#### Given records ####

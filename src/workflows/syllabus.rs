use std::sync::Arc;

use serde::{Deserialize, Serialize};
use serde_json::{Value, json};
use tracing::{debug, info, warn};

use super::levels::Difficulty;
use super::{StepContext, optional_str, required_str, search_context};
use crate::collaborators::{ModelTier, SearchHit, StoredSyllabus, SyllabusKey};
use crate::error::StepError;
use crate::state_machine::{JobKind, JobOwner, NewJob};
use crate::workflow::{Graph, GraphBuilder, Route, StepFuture, WorkflowOutput, WorkflowState, step_fn, step_with};

const REQUIRED_KEYS: [&str; 5] = ["topic", "level", "duration", "learning_objectives", "modules"];

#[derive(Debug, Clone, Copy, PartialEq, Eq, Serialize, Deserialize)]
#[serde(rename_all = "snake_case")]
pub enum SyllabusSource {
    Existing,
    Generated,
}

#[derive(Debug)]
pub struct SyllabusState {
    topic: String,
    level: Difficulty,
    user_id: Option<String>,
    existing: Option<StoredSyllabus>,
    search_hits: Vec<SearchHit>,
    candidate: Option<Value>,
    outline: Option<Outline>,
    generation_attempts: u32,
    problems: Vec<String>,
    syllabus_id: Option<String>,
    source: Option<SyllabusSource>,
}

impl SyllabusState {
    fn key(&self) -> SyllabusKey {
        SyllabusKey::new(&self.topic, self.level.name(), self.user_id.as_deref())
    }
}

impl WorkflowState for SyllabusState {
    fn from_input(input: &Value) -> Result<Self, StepError> {
        let level = optional_str(input, "knowledge_level")
            .or_else(|| optional_str(input, "level"))
            .map(|key| Difficulty::normalize(&key))
            .unwrap_or_default();
        Ok(Self {
            topic: required_str(input, "topic")?,
            level,
            user_id: optional_str(input, "user_id"),
            existing: None,
            search_hits: Vec::new(),
            candidate: None,
            outline: None,
            generation_attempts: 0,
            problems: Vec::new(),
            syllabus_id: None,
            source: None,
        })
    }

    fn into_output(self) -> Result<WorkflowOutput, StepError> {
        let (Some(syllabus_id), Some(source)) = (self.syllabus_id, self.source) else {
            return Err(StepError::Validation("syllabus finished without an id".into()));
        };
        let syllabus = match (source, self.existing, self.candidate) {
            (SyllabusSource::Existing, Some(existing), _) => existing.syllabus,
            (SyllabusSource::Generated, _, Some(candidate)) => candidate,
            _ => return Err(StepError::Validation("syllabus finished without content".into())),
        };

        let mut output = WorkflowOutput::new(json!({
            "syllabus": syllabus,
            "syllabus_id": syllabus_id,
            "topic": self.topic,
            "knowledge_level": self.level,
            "source": source,
        }));

        // Fresh syllabi get their opening lesson written right away.
        if let (SyllabusSource::Generated, Some(outline)) = (source, self.outline) {
            let lesson_id = format!("{syllabus_id}:0:0");
            let owner = JobOwner {
                user_id: self.user_id,
                syllabus_id: Some(syllabus_id.clone()),
                lesson_id: Some(lesson_id.clone()),
            };
            output.follow_ups.push(
                NewJob::new(
                    JobKind::LessonContent,
                    json!({
                        "lesson_id": lesson_id,
                        "topic": self.topic,
                        "level": self.level,
                        "lesson_title": outline.first_lesson,
                        "syllabus_id": syllabus_id,
                    }),
                )
                .with_owner(owner),
            );
        }
        Ok(output)
    }
}

/// The parts of a validated syllabus later steps rely on.
#[derive(Debug, Clone, PartialEq)]
pub struct Outline {
    pub modules: usize,
    pub lessons: usize,
    pub first_lesson: String,
}

/// Structural check of a generated syllabus. Collects every problem rather
/// than stopping at the first one, so a regeneration prompt can cite them all.
pub fn validate_syllabus(value: &Value) -> Result<Outline, Vec<String>> {
    let Some(obj) = value.as_object() else {
        return Err(vec!["syllabus is not a JSON object".into()]);
    };

    let mut problems: Vec<String> = REQUIRED_KEYS
        .iter()
        .filter(|key| obj.get(**key).is_none_or(Value::is_null))
        .map(|key| format!("missing key `{key}`"))
        .collect();

    let modules = obj.get("modules").and_then(Value::as_array);
    let mut lessons = 0;
    let mut first_lesson = None;
    match modules {
        Some(modules) if !modules.is_empty() => {
            for (m, module) in modules.iter().enumerate() {
                if !has_title(module) {
                    problems.push(format!("module {m} has no title"));
                }
                match module.get("lessons").and_then(Value::as_array) {
                    Some(list) if !list.is_empty() => {
                        for (l, lesson) in list.iter().enumerate() {
                            if has_title(lesson) {
                                lessons += 1;
                                if first_lesson.is_none() {
                                    first_lesson = lesson["title"].as_str().map(str::to_string);
                                }
                            } else {
                                problems.push(format!("lesson {l} of module {m} has no title"));
                            }
                        }
                    }
                    _ => problems.push(format!("module {m} has no lessons")),
                }
            }
        }
        Some(_) => problems.push("`modules` is empty".into()),
        None if obj.contains_key("modules") => problems.push("`modules` is not a list".into()),
        None => {}
    }

    match first_lesson {
        Some(first_lesson) if problems.is_empty() => Ok(Outline {
            modules: modules.map_or(0, Vec::len),
            lessons,
            first_lesson,
        }),
        _ => Err(problems),
    }
}

fn has_title(value: &Value) -> bool {
    value
        .get("title")
        .and_then(Value::as_str)
        .is_some_and(|t| !t.trim().is_empty())
}

#[derive(Debug, Clone, Copy, PartialEq)]
enum Lookup {
    Found,
    Missing,
}

impl Route for Lookup {
    const ALL: &'static [Self] = &[Lookup::Found, Lookup::Missing];

    fn label(&self) -> &'static str {
        match self {
            Lookup::Found => "found",
            Lookup::Missing => "missing",
        }
    }
}

#[derive(Debug, Clone, Copy, PartialEq)]
enum Validity {
    Valid,
    Invalid,
}

impl Route for Validity {
    const ALL: &'static [Self] = &[Validity::Valid, Validity::Invalid];

    fn label(&self) -> &'static str {
        match self {
            Validity::Valid => "valid",
            Validity::Invalid => "invalid",
        }
    }
}

fn lookup(state: &SyllabusState) -> Lookup {
    if state.existing.is_some() { Lookup::Found } else { Lookup::Missing }
}

fn validity(state: &SyllabusState) -> Validity {
    if state.outline.is_some() { Validity::Valid } else { Validity::Invalid }
}

fn initialize(mut state: SyllabusState) -> Result<SyllabusState, StepError> {
    state.topic = state.topic.split_whitespace().collect::<Vec<_>>().join(" ");
    info!(topic = %state.topic, level = %state.level, user = ?state.user_id, "syllabus requested");
    Ok(state)
}

fn search_existing(ctx: &StepContext, mut state: SyllabusState) -> StepFuture<'_, SyllabusState> {
    Box::pin(async move {
        state.existing = ctx.collaborators.content.find_syllabus(&state.key()).await?;
        debug!(found = state.existing.is_some(), "existing syllabus lookup");
        Ok(state)
    })
}

fn search_web(ctx: &StepContext, mut state: SyllabusState) -> StepFuture<'_, SyllabusState> {
    Box::pin(async move {
        let query = format!(
            "{} course syllabus curriculum for {} students",
            state.topic, state.level
        );
        state.search_hits = ctx
            .collaborators
            .search
            .search(&query, ctx.limits.search_results)
            .await?;
        debug!(hits = state.search_hits.len(), "web search finished");
        Ok(state)
    })
}

fn generation_prompt(state: &SyllabusState) -> String {
    let mut prompt = format!(
        "You are an expert curriculum designer creating a comprehensive syllabus for the topic: {topic}.\n\
         The learner's knowledge level is: {level}.\n\n\
         Use the following search results to keep the syllabus accurate and current:\n\n{context}\n\n\
         Include the topic, the level, a duration, 3-5 measurable learning objectives, \
         at least 2 modules and at least 3 lessons per module.\n\
         Respond ONLY with a JSON object shaped like:\n\
         {{\"topic\": \"...\", \"level\": \"{level}\", \"duration\": \"4 weeks\", \
         \"learning_objectives\": [\"...\"], \
         \"modules\": [{{\"week\": 1, \"title\": \"...\", \"lessons\": [{{\"title\": \"...\"}}]}}]}}",
        topic = state.topic,
        level = state.level,
        context = search_context(&state.search_hits),
    );
    if !state.problems.is_empty() {
        prompt.push_str("\n\nThe previous attempt was rejected: ");
        prompt.push_str(&state.problems.join("; "));
    }
    prompt
}

fn generate(ctx: &StepContext, mut state: SyllabusState) -> StepFuture<'_, SyllabusState> {
    Box::pin(async move {
        state.generation_attempts += 1;
        let prompt = generation_prompt(&state);
        state.candidate = ctx
            .ask_json(&prompt, ModelTier::Large)
            .await?
            .map(Value::Object);
        debug!(attempt = state.generation_attempts, parsed = state.candidate.is_some(), "syllabus generated");
        Ok(state)
    })
}

fn validate_structure(ctx: &StepContext, mut state: SyllabusState) -> StepFuture<'_, SyllabusState> {
    Box::pin(async move {
        let checked = match &state.candidate {
            Some(candidate) => validate_syllabus(candidate),
            None => Err(vec!["response held no JSON object".to_string()]),
        };
        match checked {
            Ok(outline) => {
                state.problems.clear();
                state.outline = Some(outline);
            }
            Err(problems) => {
                warn!(attempt = state.generation_attempts, ?problems, "generated syllabus rejected");
                if state.generation_attempts >= ctx.limits.max_generation_attempts {
                    return Err(StepError::Validation(format!(
                        "syllabus still invalid after {} generations: {}",
                        state.generation_attempts,
                        problems.join("; ")
                    )));
                }
                state.problems = problems;
                state.outline = None;
            }
        }
        Ok(state)
    })
}

fn persist(ctx: &StepContext, mut state: SyllabusState) -> StepFuture<'_, SyllabusState> {
    Box::pin(async move {
        let Some(candidate) = &state.candidate else {
            return Err(StepError::Validation("nothing to persist".into()));
        };
        let id = ctx
            .collaborators
            .content
            .save_syllabus(&state.key(), candidate)
            .await?;
        info!(syllabus_id = %id, "syllabus saved");
        state.syllabus_id = Some(id);
        state.source = Some(SyllabusSource::Generated);
        Ok(state)
    })
}

fn finalize(mut state: SyllabusState) -> Result<SyllabusState, StepError> {
    if let Some(existing) = &state.existing {
        state.syllabus_id = Some(existing.id.clone());
        state.source = Some(SyllabusSource::Existing);
    }
    Ok(state)
}

/// Transitions taken when the last of `generations` passes validation.
pub(super) fn longest_run(generations: usize) -> usize {
    2 * generations + 4
}

pub(crate) fn graph(ctx: &Arc<StepContext>) -> GraphBuilder<SyllabusState> {
    Graph::builder(JobKind::SyllabusGeneration)
        .entry("initialize")
        .step("initialize", step_fn(initialize))
        .step("search_existing", step_with(ctx, search_existing))
        .step("search_web", step_with(ctx, search_web))
        .step("generate", step_with(ctx, generate))
        .step("validate_structure", step_with(ctx, validate_structure))
        .step("persist", step_with(ctx, persist))
        .step("finalize", step_fn(finalize))
        .edge("initialize", "search_existing")
        .route(
            "search_existing",
            lookup,
            &[(Lookup::Found, "finalize"), (Lookup::Missing, "search_web")],
        )
        .edge("search_web", "generate")
        .edge("generate", "validate_structure")
        .route(
            "validate_structure",
            validity,
            &[(Validity::Valid, "persist"), (Validity::Invalid, "generate")],
        )
        .edge("persist", "finalize")
}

####

## Required action
Please output the lines of the listing above that fall in the stretch from the one with "use crate::error::StepError;" through the one with "fn from_input(input: &Value)", exactly and only those.

## Written solution
use crate::error::StepError;
use crate::state_machine::{JobKind, JobOwner, NewJob};
use crate::workflow::{Graph, GraphBuilder, Route, StepFuture, WorkflowOutput, WorkflowState, step_fn, step_with};

const REQUIRED_KEYS: [&str; 5] = ["topic", "level", "duration", "learning_objectives", "modules"];

#[derive(Debug, Clone, Copy, PartialEq, Eq, Serialize, Deserialize)]
#[serde(rename_all = "snake_case")]
pub enum SyllabusSource {
    Existing,
    Generated,
}

#[derive(Debug)]
pub struct SyllabusState {
    topic: String,
    level: Difficulty,
    user_id: Option<String>,
    existing: Option<StoredSyllabus>,
    search_hits: Vec<SearchHit>,
    candidate: Option<Value>,
    outline: Option<Outline>,
    generation_attempts: u32,
    problems: Vec<String>,
    syllabus_id: Option<String>,
    source: Option<SyllabusSource>,
}

impl SyllabusState {
    fn key(&self) -> SyllabusKey {
        SyllabusKey::new(&self.topic, self.level.name(), self.user_id.as_deref())
    }
}

impl WorkflowState for SyllabusState {
    fn from_input(input: &Value) -> Result<Self, StepError> {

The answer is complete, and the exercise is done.